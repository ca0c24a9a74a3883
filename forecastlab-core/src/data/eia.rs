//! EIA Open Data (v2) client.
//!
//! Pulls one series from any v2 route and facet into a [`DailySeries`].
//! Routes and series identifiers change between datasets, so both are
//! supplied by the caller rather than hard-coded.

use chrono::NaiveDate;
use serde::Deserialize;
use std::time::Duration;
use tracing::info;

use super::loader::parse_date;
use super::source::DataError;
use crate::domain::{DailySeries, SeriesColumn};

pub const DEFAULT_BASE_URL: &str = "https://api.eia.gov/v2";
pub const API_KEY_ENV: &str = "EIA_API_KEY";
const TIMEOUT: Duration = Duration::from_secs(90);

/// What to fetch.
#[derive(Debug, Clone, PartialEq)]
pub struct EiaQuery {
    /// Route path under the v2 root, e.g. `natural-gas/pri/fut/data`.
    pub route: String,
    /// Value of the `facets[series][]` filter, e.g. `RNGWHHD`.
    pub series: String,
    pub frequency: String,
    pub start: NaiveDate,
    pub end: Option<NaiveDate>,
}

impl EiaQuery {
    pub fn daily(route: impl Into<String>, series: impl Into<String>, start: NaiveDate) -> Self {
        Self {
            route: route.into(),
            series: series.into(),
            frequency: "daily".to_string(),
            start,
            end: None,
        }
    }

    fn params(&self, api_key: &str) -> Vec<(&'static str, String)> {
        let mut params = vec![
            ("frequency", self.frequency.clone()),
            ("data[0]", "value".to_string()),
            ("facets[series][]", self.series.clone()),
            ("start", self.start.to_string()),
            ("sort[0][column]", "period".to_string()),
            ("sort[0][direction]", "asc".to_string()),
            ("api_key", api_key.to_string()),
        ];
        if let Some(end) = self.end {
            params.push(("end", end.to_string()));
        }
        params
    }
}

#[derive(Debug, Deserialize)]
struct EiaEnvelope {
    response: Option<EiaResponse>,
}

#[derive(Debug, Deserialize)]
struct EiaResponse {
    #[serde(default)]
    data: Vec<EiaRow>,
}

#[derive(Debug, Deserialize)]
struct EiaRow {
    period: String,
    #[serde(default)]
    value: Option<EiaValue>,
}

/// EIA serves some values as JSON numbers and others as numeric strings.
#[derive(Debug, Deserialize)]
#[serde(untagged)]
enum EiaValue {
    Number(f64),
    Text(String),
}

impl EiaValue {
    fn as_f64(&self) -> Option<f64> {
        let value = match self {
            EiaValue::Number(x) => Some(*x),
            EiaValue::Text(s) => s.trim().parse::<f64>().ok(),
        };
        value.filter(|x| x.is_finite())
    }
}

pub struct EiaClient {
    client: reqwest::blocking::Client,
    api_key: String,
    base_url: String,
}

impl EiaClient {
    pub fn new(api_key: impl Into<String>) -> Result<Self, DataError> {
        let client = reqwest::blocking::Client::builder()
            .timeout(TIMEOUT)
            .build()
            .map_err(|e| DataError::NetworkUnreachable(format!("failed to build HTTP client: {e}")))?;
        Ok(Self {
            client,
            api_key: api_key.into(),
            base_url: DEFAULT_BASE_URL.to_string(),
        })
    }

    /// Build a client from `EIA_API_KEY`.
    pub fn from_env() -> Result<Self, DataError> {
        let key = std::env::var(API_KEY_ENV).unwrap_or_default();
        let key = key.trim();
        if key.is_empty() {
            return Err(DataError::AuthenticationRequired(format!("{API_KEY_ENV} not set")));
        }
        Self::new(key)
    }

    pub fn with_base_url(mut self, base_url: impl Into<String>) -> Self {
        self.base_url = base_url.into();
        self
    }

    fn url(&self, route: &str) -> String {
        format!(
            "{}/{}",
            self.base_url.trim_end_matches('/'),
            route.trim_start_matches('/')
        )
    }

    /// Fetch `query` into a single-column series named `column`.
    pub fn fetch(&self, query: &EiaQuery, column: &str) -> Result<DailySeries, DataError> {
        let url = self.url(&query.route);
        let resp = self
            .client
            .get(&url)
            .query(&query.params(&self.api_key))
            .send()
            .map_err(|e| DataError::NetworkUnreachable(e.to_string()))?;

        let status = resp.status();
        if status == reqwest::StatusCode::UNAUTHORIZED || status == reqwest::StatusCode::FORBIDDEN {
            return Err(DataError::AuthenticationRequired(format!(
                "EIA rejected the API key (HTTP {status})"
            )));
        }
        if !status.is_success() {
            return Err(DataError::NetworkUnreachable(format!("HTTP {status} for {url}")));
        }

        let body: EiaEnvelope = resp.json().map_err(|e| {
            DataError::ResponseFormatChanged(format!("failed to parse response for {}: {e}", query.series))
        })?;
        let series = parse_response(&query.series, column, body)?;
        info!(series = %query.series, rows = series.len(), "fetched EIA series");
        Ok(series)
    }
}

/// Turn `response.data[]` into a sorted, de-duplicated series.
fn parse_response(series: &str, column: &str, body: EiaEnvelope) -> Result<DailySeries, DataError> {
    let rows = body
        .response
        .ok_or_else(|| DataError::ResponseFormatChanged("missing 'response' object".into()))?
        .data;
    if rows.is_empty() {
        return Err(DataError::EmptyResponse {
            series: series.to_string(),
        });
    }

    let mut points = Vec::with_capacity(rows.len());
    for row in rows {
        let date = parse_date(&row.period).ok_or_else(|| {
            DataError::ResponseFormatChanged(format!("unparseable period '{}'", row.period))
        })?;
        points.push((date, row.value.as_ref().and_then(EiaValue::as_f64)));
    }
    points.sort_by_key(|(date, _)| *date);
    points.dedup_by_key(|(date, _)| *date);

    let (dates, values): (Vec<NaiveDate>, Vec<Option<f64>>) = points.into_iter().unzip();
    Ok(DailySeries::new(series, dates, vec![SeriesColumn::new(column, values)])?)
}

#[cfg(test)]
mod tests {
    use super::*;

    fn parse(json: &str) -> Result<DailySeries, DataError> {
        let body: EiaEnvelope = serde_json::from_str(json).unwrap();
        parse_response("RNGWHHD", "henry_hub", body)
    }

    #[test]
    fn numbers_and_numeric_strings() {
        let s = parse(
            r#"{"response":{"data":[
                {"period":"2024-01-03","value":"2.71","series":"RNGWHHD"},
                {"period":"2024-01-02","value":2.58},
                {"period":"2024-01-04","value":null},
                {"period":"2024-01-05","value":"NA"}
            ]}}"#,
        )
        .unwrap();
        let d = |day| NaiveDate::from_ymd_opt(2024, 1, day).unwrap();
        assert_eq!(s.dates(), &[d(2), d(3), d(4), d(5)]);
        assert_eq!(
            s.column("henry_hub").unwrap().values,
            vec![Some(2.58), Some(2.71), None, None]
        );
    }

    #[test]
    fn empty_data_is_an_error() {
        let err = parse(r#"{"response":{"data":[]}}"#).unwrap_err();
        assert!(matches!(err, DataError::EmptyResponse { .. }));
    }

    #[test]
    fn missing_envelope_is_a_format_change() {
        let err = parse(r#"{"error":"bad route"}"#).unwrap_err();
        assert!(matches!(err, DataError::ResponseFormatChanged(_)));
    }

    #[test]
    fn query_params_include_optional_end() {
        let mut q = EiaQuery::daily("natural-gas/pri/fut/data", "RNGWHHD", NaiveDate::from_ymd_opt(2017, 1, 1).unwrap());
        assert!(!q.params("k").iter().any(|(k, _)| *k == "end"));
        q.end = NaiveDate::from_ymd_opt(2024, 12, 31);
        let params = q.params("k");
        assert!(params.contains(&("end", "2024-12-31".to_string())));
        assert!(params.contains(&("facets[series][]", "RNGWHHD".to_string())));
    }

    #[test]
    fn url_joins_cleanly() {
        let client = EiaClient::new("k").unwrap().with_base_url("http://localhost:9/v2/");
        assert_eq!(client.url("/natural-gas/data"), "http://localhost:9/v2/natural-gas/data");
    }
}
--
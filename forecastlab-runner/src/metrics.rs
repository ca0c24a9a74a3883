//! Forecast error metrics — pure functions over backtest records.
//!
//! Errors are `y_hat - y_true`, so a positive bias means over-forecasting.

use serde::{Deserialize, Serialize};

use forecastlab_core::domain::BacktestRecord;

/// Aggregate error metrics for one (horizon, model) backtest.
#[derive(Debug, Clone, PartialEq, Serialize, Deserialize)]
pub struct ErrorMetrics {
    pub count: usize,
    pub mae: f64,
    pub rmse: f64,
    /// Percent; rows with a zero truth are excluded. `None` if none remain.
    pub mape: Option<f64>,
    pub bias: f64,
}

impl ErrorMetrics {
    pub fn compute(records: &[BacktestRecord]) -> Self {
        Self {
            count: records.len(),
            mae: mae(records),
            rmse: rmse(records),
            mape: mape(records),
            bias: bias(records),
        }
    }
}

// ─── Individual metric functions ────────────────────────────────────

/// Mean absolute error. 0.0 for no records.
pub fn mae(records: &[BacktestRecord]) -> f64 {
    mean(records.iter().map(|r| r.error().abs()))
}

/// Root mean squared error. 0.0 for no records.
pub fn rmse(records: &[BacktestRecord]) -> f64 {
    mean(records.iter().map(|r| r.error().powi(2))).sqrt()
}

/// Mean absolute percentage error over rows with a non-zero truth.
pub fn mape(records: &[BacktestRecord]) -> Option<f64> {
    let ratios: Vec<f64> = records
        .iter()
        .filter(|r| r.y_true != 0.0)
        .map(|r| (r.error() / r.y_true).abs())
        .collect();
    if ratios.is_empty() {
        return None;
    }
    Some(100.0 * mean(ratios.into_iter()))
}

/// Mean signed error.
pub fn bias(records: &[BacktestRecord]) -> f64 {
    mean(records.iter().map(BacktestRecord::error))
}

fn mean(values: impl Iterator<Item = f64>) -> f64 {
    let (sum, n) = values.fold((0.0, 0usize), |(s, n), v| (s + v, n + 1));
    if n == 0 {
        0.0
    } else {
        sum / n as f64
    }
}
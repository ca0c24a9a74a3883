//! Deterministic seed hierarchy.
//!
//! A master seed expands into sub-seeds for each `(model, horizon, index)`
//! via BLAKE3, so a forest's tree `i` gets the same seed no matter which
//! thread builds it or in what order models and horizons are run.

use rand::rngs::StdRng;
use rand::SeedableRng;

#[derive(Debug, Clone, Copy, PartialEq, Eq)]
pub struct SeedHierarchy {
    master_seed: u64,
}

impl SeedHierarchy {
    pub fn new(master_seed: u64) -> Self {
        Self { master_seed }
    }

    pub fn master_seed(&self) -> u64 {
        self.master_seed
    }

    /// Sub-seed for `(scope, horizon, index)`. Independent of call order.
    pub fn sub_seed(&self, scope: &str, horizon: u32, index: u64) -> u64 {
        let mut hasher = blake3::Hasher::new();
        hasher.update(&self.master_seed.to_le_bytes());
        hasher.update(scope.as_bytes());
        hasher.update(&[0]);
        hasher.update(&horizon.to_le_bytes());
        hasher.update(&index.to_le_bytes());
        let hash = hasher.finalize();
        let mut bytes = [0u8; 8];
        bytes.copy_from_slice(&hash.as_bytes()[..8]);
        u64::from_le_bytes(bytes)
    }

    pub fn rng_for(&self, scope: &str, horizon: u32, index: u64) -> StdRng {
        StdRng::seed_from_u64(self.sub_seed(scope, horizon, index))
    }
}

- _WHAT YOU ARE ASKED TO DO_
Search the entries for the word "ErrorMetrics". Copy every line where it occurs.

- _ANSWER FOR THE TASK_
pub struct ErrorMetrics {
impl ErrorMetrics {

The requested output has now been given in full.